Goodbye, 2020 (And Good Riddance)
As I write this, only a few hours remain in the year 2020, and I can’t imagine anyone will be sorry to see it go.
Around this time last year, I added a brief post to share a doodle I’d done, and wonder what the year ahead would bring. Suffice to say I was as blindsided as anyone else.
The robot was a safe bet, and sure enough there was plenty of robot news throughout the year, including robots that disinfected hospital rooms with UV light to control the spread of COVID-19 and just generally became essential workers in coronavirus response efforts. And just for good measure, the list of “things robots do better than I do” may now be amended to include dancing.
I also included a picture of a guy in a jetpack, so maybe I was a bit prescient, because there were indeed stories of some joker zipping around over Los Angeles at 3,000 feet and causing headaches for commercial aircraft.
The “spaceship” seemed like a safe bet, too.

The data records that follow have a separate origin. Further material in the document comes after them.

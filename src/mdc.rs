//! Mapped diagnostic context (MDC)
//!
//! An ambient key/value store the logging layer can consult to enrich every
//! emitted line with request-scoped fields. The middleware writes exactly
//! one key (the configured MDC key) before invoking downstream processing
//! and removes that same key afterward; it never touches other keys.
//!
//! The middleware talks to the store through the [`LogContext`] trait so the
//! lifecycle logic is testable with a recording stub instead of a real
//! logging backend. [`Mdc`] is the production implementation, backed by the
//! same task-local-with-thread-local-fallback storage as the correlation
//! context.

use std::cell::RefCell;
use std::collections::HashMap;
use std::future::Future;

tokio::task_local! {
    static MAP: RefCell<HashMap<String, String>>;
}

thread_local! {
    static FALLBACK: RefCell<HashMap<String, String>> = RefCell::new(HashMap::new());
}

/// Ambient logging context collaborator
///
/// The middleware only ever calls `put` before downstream invocation and
/// `remove` after it, for the single key it owns.
pub trait LogContext: Send + Sync {
    fn put(&self, key: &str, value: &str);
    fn remove(&self, key: &str);
}

/// Production [`LogContext`] writing to the task-scoped MDC map
#[derive(Debug, Clone, Copy, Default)]
pub struct Mdc;

impl LogContext for Mdc {
    fn put(&self, key: &str, value: &str) {
        put(key, value);
    }

    fn remove(&self, key: &str) {
        remove(key);
    }
}

/// Stores `value` under `key` in the calling execution unit's MDC map.
pub fn put(key: &str, value: &str) {
    let mut entry = Some((key.to_string(), value.to_string()));
    let in_task = MAP
        .try_with(|map| {
            if let Some((key, value)) = entry.take() {
                map.borrow_mut().insert(key, value);
            }
        })
        .is_ok();
    if !in_task {
        if let Some((key, value)) = entry.take() {
            FALLBACK.with(|map| map.borrow_mut().insert(key, value));
        }
    }
}

/// Returns the value stored under `key` for the calling execution unit.
pub fn get(key: &str) -> Option<String> {
    MAP.try_with(|map| map.borrow().get(key).cloned())
        .unwrap_or_else(|_| FALLBACK.with(|map| map.borrow().get(key).cloned()))
}

/// Removes `key` from the calling execution unit's MDC map.
pub fn remove(key: &str) {
    if MAP.try_with(|map| map.borrow_mut().remove(key)).is_err() {
        FALLBACK.with(|map| map.borrow_mut().remove(key));
    }
}

/// Runs `fut` with a fresh, empty task-local MDC map.
pub async fn scope<F>(fut: F) -> F::Output
where
    F: Future,
{
    MAP.scope(RefCell::new(HashMap::new()), fut).await
}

Sure enough, 2020 saw numerous missions to space, including three spacraft headed for Mars (one from NASA, another from China and a third from…the United Arab Emirates?!?), China’s robotic sample collector that went to the Moon and back, and SpaceX’s crewed mission to the International Space Station.

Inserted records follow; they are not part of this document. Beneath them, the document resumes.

//! # Request Correlation Middleware
//!
//! Establishes a correlation id for every inbound HTTP request so that log
//! lines emitted anywhere in the request's processing can be tied together.
//!
//! ## Modules
//! - `config`: startup configuration (header name, MDC key)
//! - `context`: per-request storage for the active correlation id
//! - `mdc`: ambient logging context (mapped diagnostic context)
//! - `correlation_id`: the request-boundary middleware
//!
//! ## Example
//! ```rust
//! use actix_web::App;
//! use request_correlation::CorrelationIdMiddleware;
//!
//! let app = App::new().wrap(CorrelationIdMiddleware::default());
//! ```

pub mod config;
pub mod context;
pub mod correlation_id;
pub mod mdc;

pub use config::CorrelationConfig;
pub use context::CorrelationContext;
pub use correlation_id::{correlation_id, CorrelationId, CorrelationIdMiddleware};
pub use mdc::{LogContext, Mdc};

Of course, there was plenty I didn’t get right in the doodle, and if I’d seen it coming, I’d have been out buying masks, hand sanitizer and toilet paper instead of doodling.

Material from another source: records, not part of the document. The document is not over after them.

//! Two-phase worker-pool orchestration.
//!
//! Every variant runs the same shape:
//!
//! 1. **Ingestion** — a fixed pool of workers pulls lines from the shared
//!    [`LineSource`] until end of stream, parses each into a [`RawRecord`]
//!    and writes into the variant's accumulator. The scope join is the global
//!    barrier: no reduction starts until every worker has observed end of
//!    stream.
//! 2. **Reduction** — the accumulator is frozen into a snapshot, a second
//!    pool drains the shared group cursor and feeds scored candidates into
//!    the shared [`TopList`].
//!
//! A malformed line, or a line missing a field the variant requires, fails
//! the whole run: workers surface the error after the join and no result is
//! reported. A failed record never reaches an accumulator because extraction
//! completes before any shared-state write.

use std::io::BufRead;
use std::sync::atomic::{AtomicU64, Ordering};
use std::thread;
use std::time::Instant;
use tracing::info;

use crate::groups::{MemberIndex, ThreadIndex};
use crate::intern::Interner;
use crate::reduce::{intersect_pairs, reduce_thread_depth, score_diversity};
use crate::source::{LineSource, SourceError};
use crate::toplist::TopList;
use crate::types::{Candidate, RawRecord, RecordError, Tokenizer};

/// Error type for a pipeline run.
#[derive(Debug, thiserror::Error)]
pub enum PipelineError {
    /// Reading from the input stream failed.
    #[error(transparent)]
    Source(#[from] SourceError),
    /// A record was malformed or missing a required field.
    #[error(transparent)]
    Record(#[from] RecordError),
}

/// Tunables for one pipeline run.
#[derive(Debug, Clone)]
pub struct RunConfig {
    /// Worker threads per phase.
    pub workers: usize,
    /// Number of candidates retained in the ranked result.
    pub top_k: usize,
}

impl Default for RunConfig {
    fn default() -> Self {
        Self {
            workers: 8,
            top_k: 10,
        }
    }
}

impl RunConfig {
    fn pool_size(&self) -> usize {
        self.workers.max(1)
    }
}

fn join_worker<T>(handle: thread::ScopedJoinHandle<'_, T>) -> T {
    match handle.join() {
        Ok(value) => value,
        Err(panic) => std::panic::resume_unwind(panic),
    }
}

/// Phase 1: drain the source with a worker pool, applying `per_record` to
/// every parsed record. Returns the number of records ingested.
fn ingest<R, F>(
    source: &LineSource<R>,
    config: &RunConfig,
    per_record: F,
) -> Result<u64, PipelineError>
where
    R: BufRead + Send,
    F: Fn(&RawRecord) -> Result<(), RecordError> + Sync,
{
    let records = AtomicU64::new(0);
    thread::scope(|scope| {
        let mut handles = Vec::new();
        for _ in 0..config.pool_size() {
            handles.push(scope.spawn(|| -> Result<(), PipelineError> {
                while let Some(line) = source.next_line()? {
                    let record = RawRecord::parse(&line)?;
                    per_record(&record)?;
                    records.fetch_add(1, Ordering::Relaxed);
                }
                Ok(())
            }));
        }
        // Scope join doubles as the phase barrier; first worker error wins.
        handles.into_iter().try_for_each(join_worker)
    })?;
    Ok(records.into_inner())
}

/// Phase 2: run one reduction pass on a worker pool.
fn reduce<F>(config: &RunConfig, pass: F)
where
    F: Fn() + Sync,
{
    thread::scope(|scope| {
        for _ in 0..config.pool_size() {
            scope.spawn(&pass);
        }
    });
}

/// Rank groups by distinct-token count of their comment bodies.
pub fn run_diversity<R: BufRead + Send>(
    input: R,
    config: &RunConfig,
) -> Result<Vec<Candidate>, PipelineError> {
    let started = Instant::now();
    let source = LineSource::new(input);
    let interner = Interner::new();
    let index = MemberIndex::new();
    let tokenizer = Tokenizer::new();

    let records = ingest(&source, config, |record| {
        let body = record.body()?;
        for token in tokenizer.tokens(body) {
            index.insert(&record.subreddit, interner.intern(&token));
        }
        Ok(())
    })?;
    info!(
        variant = "diversity",
        records,
        groups = index.group_count(),
        distinct_tokens = interner.len(),
        elapsed_ms = started.elapsed().as_millis() as u64,
        "ingestion complete"
    );

    let snapshot = index.into_snapshot();
    let top = TopList::new(config.top_k);
    let cursor = snapshot.cursor();
    reduce(config, || score_diversity(&cursor, &top));
    info!(
        variant = "diversity",
        elapsed_ms = started.elapsed().as_millis() as u64,
        "reduction complete"
    );
    Ok(top.snapshot())
}

/// Rank group pairs by their number of common comment authors.
pub fn run_cooccurrence<R: BufRead + Send>(
    input: R,
    config: &RunConfig,
) -> Result<Vec<Candidate>, PipelineError> {
    let started = Instant::now();
    let source = LineSource::new(input);
    let interner = Interner::new();
    let index = MemberIndex::new();

    let records = ingest(&source, config, |record| {
        let author = record.author()?;
        index.insert(&record.subreddit, interner.intern(author));
        Ok(())
    })?;
    info!(
        variant = "cooccurrence",
        records,
        groups = index.group_count(),
        distinct_authors = interner.len(),
        elapsed_ms = started.elapsed().as_millis() as u64,
        "ingestion complete"
    );

    let snapshot = index.into_snapshot();
    let top = TopList::new(config.top_k);
    let cursor = snapshot.cursor();
    reduce(config, || intersect_pairs(&snapshot, &cursor, &top));
    info!(
        variant = "cooccurrence",
        elapsed_ms = started.elapsed().as_millis() as u64,
        "reduction complete"
    );
    Ok(top.snapshot())
}

/// Rank groups by the average depth of their comment threads.
pub fn run_thread_depth<R: BufRead + Send>(
    input: R,
    config: &RunConfig,
) -> Result<Vec<Candidate>, PipelineError> {
    let started = Instant::now();
    let source = LineSource::new(input);
    let index = ThreadIndex::new();

    let records = ingest(&source, config, |record| {
        let comment_id = record.comment_id()?;
        let parent_id = record.parent_id()?;
        let is_root = record.is_thread_root()?;
        index.record(&record.subreddit, comment_id, parent_id, is_root);
        Ok(())
    })?;
    info!(
        variant = "thread_depth",
        records,
        groups = index.group_count(),
        elapsed_ms = started.elapsed().as_millis() as u64,
        "ingestion complete"
    );

    let snapshot = index.into_snapshot();
    let top = TopList::new(config.top_k);
    let cursor = snapshot.cursor();
    reduce(config, || reduce_thread_depth(&cursor, &top));
    info!(
        variant = "thread_depth",
        elapsed_ms = started.elapsed().as_millis() as u64,
        "reduction complete"
    );
    Ok(top.snapshot())
}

At this writing, we’re 9 months into isolation here at Casa Morefield. That’s 9 months where I have not: eaten restaurant food, shopped at a grocery store (or any other store), attended church services, taken any form of public transportation, shared a room with any members of my extended family, seen a movie in the cinema, attended a scout meeting or campout…etc. I’m luckier than most in that I’m not a terribly social guy to start with, and I like being at home. Also, Laura, the kids and I all get along…I know that hasn’t been true for a lot of families.
At this point, it’s typical to look back on a year and reflect on all the things you’ve done, but it’s a much weirder experience to think about all the things that did not happen, or might have under different circumstances. This was going to be the year we traveled around the country visiting prospective colleges with Jason: none of that transpired. At one point, Laura wanted to do a cross-country trip with the kids before Jason left the nest; now that’s a no-go as well. We usually print up calendars every December with photos of the kids’ adventures through the year: this time more than half of the calendar involved “what if” images I created with a greenscreen and Photoshop, putting the kids in places they might’ve liked to go in different reality.
I’m hopeful 2021 will be a better year, though it’ll likely take a while before we know for sure. Various vaccines are in the pipeline, Jason should be hearing soon from the colleges he’s applied to, and we get a four-year respite before the next presidential election. Honestly, I have no idea how it’ll go, any more than I did last year or any other. But if New Year’s Day is good for anything, it’s as a moment of promise and hope, a “reboot” button to start the annual cycle over again. After all, until it gets here, we’re just as likely to have a bright future as a dark one, right?
Anyway, that’s what I’ll tell myself. With any luck, we’ll meet here again next year with a much happier 12 months to look back on.